Russia takes centerstage in three films showing at Nebraska’s Mary Riepma Ross Media Arts Center.
Two new films opening May 24 explore the careers of iconic Russians Mikhail Gorbachev and Rudolf Nureyev. Also, extended for another week, is “Red Joan,” which examines the true story of the Soviet Union’s longest-serving British spy.
Featuring archive materials, “Meeting Gorbachev” is a documentary based on three long interviews between the former general secretary of the U.S.S.R. and filmmaker Werner Herzog.
Now 87 and battling illness, Gorbachev has mellowed, but remains resolute in pursuit of his goals. During the interviews, Herzog celebrates the Russian statesman’s three top accomplishments: negotiations with the United States to reduce nuclear weapons; cessation of Soviet control of eastern Europe and the reunification of Germany; and the dissolution of the Soviet Union and Eastern Bloc.
Directed by Herzog and André Singer, “Meeting Gorbachev” is not rated and shows through May 30.
Directed by Ralph Finnes, “The White Crow” tells the true story of how Nureyev — a legendary Russian ballet dancer — contemplates defection on his first trip outside of the Soviet Union.
Set in 1961, a 21-year-old Nureyev is traveling with the Kirov Ballet Company from St. Petersburg to Paris. Not yet the imperious figure of legend, Nureyev (played by Oleg Ivenko) is delighted by Parisian life and wants to consume all the culture, art and music the city has to offer.
His every moment is documented by KGB officers who become increasingly suspicious of the dancer’s behavior and — especially — a friendship with Clara Saint, a young Parisienne.
When the officers confront Nureyev, they force him to make a heart-breaking decision that may change the course of his life forever and put his family and friends in danger.
“The White Crow,” rated R for some sexuality, graphic nudity and language, shows through June 6.
Based on the best-selling novel by Jennie Rooney, “Red Joan” stars Judi Dench as KGB operative Joan Stanley.
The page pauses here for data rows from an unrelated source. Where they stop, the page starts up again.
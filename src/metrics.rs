use anyhow::Result;
use lazy_static::lazy_static;
use prometheus::{Encoder, Histogram, HistogramOpts, IntCounter, IntGauge, Registry, TextEncoder};
use std::thread;
use tracing::{error, info};

fn counter(name: &str, help: &str) -> IntCounter {
    let c = IntCounter::new(name, help).expect("valid counter definition");
    let _ = REGISTRY.register(Box::new(c.clone()));
    c
}

fn gauge(name: &str, help: &str) -> IntGauge {
    let g = IntGauge::new(name, help).expect("valid gauge definition");
    let _ = REGISTRY.register(Box::new(g.clone()));
    g
}

// Prefix metrics with `tessera_` for namespacing.
lazy_static! {
    pub static ref REGISTRY: Registry = Registry::new();
    pub static ref MINING_ATTEMPTS: IntCounter = counter("tessera_mining_attempts_total", "Hash attempts made by the miner");
    pub static ref MINING_FOUND: IntCounter = counter("tessera_mining_blocks_found_total", "Blocks solved by the local miner");
    pub static ref MINING_SOLVE_TIME_MS: Histogram = {
        let h = Histogram::with_opts(HistogramOpts::new("tessera_mining_solve_ms", "Wall time to solve a block template"))
            .expect("valid histogram definition");
        let _ = REGISTRY.register(Box::new(h.clone()));
        h
    };
    pub static ref BLOCKS_APPENDED: IntCounter = counter("tessera_blocks_appended_total", "Blocks appended to the chain");
    pub static ref BLOCKS_REJECTED: IntCounter = counter("tessera_blocks_rejected_total", "Blocks refused by validation");
    pub static ref TX_ADMITTED: IntCounter = counter("tessera_tx_admitted_total", "Transactions accepted into the pool");
    pub static ref TX_REJECTED: IntCounter = counter("tessera_tx_rejected_total", "Transactions refused at admission");
    pub static ref CHAIN_HEIGHT: IntGauge = gauge("tessera_chain_height", "Index of the chain tip");
    pub static ref DIFFICULTY: IntGauge = gauge("tessera_difficulty", "Difficulty required of the next block");
    pub static ref BRIDGE_INITIATED: IntCounter = counter("tessera_bridge_initiated_total", "Bridge transfers initiated");
    pub static ref BRIDGE_COMPLETED: IntCounter = counter("tessera_bridge_completed_total", "Bridge transfers completed");
    pub static ref BRIDGE_FAILED: IntCounter = counter("tessera_bridge_failed_total", "Bridge transfers failed");
    pub static ref BRIDGE_VERIFY_OK: IntCounter = counter("tessera_bridge_signatures_ok_total", "Validator signatures accepted");
    pub static ref BRIDGE_VERIFY_FAIL: IntCounter = counter("tessera_bridge_signatures_failed_total", "Validator signatures rejected");
    pub static ref BRIDGE_REPLAY_ATTEMPTS: IntCounter = counter("tessera_bridge_replay_attempts_total", "Source transactions claimed twice");
    pub static ref BRIDGE_RPC_ERRORS: IntCounter = counter("tessera_bridge_rpc_errors_total", "Chain RPC calls that failed");
    pub static ref BRIDGE_STALLED: IntGauge = gauge("tessera_bridge_stalled", "Transfers currently past the stall timeout");
}

/// Render every registered metric in the text exposition format.
pub fn render() -> Result<Vec<u8>> {
    let mut buffer = vec![];
    TextEncoder::new().encode(&REGISTRY.gather(), &mut buffer)?;
    Ok(buffer)
}

pub fn serve(cfg: crate::config::Metrics) -> Result<()> {
    // Touch the statics so the endpoint lists every series from the start.
    lazy_static::initialize(&MINING_ATTEMPTS);
    lazy_static::initialize(&MINING_FOUND);
    lazy_static::initialize(&MINING_SOLVE_TIME_MS);
    lazy_static::initialize(&BLOCKS_APPENDED);
    lazy_static::initialize(&BLOCKS_REJECTED);
    lazy_static::initialize(&TX_ADMITTED);
    lazy_static::initialize(&TX_REJECTED);
    lazy_static::initialize(&CHAIN_HEIGHT);
    lazy_static::initialize(&DIFFICULTY);
    lazy_static::initialize(&BRIDGE_INITIATED);
    lazy_static::initialize(&BRIDGE_COMPLETED);
    lazy_static::initialize(&BRIDGE_FAILED);
    lazy_static::initialize(&BRIDGE_VERIFY_OK);
    lazy_static::initialize(&BRIDGE_VERIFY_FAIL);
    lazy_static::initialize(&BRIDGE_REPLAY_ATTEMPTS);
    lazy_static::initialize(&BRIDGE_RPC_ERRORS);
    lazy_static::initialize(&BRIDGE_STALLED);

    let bind_addr = cfg.bind.clone();
    let server = tiny_http::Server::http(&bind_addr)
        .map_err(|e| anyhow::anyhow!("could not start metrics server on {}: {}", bind_addr, e))?;
    info!(bind = %bind_addr, "metrics endpoint listening");

    thread::Builder::new().name("metrics".into()).spawn(move || {
        let header = tiny_http::Header::from_bytes(&b"Content-Type"[..], &b"text/plain; version=0.0.4"[..]).ok();
        for request in server.incoming_requests() {
            let buffer = match render() {
                Ok(b) => b,
                Err(e) => {
                    error!("could not encode metrics: {}", e);
                    continue;
                }
            };
            let mut response = tiny_http::Response::from_data(buffer);
            if let Some(h) = header.clone() {
                response = response.with_header(h);
            }
            let _ = request.respond(response);
        }
    })?;

    Ok(())
}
After retiring in the suburbs, Stanley is arrested by the British Secret Service for her former work providing classified information on the atom bomb to the Soviet government.
As Stanley is interrogated, the film explores her life story, including how she quietly changed history through her decades-long role as a spy.
“Red Joan,” which is rated R for brief sexuality and nudity, plays through May 30.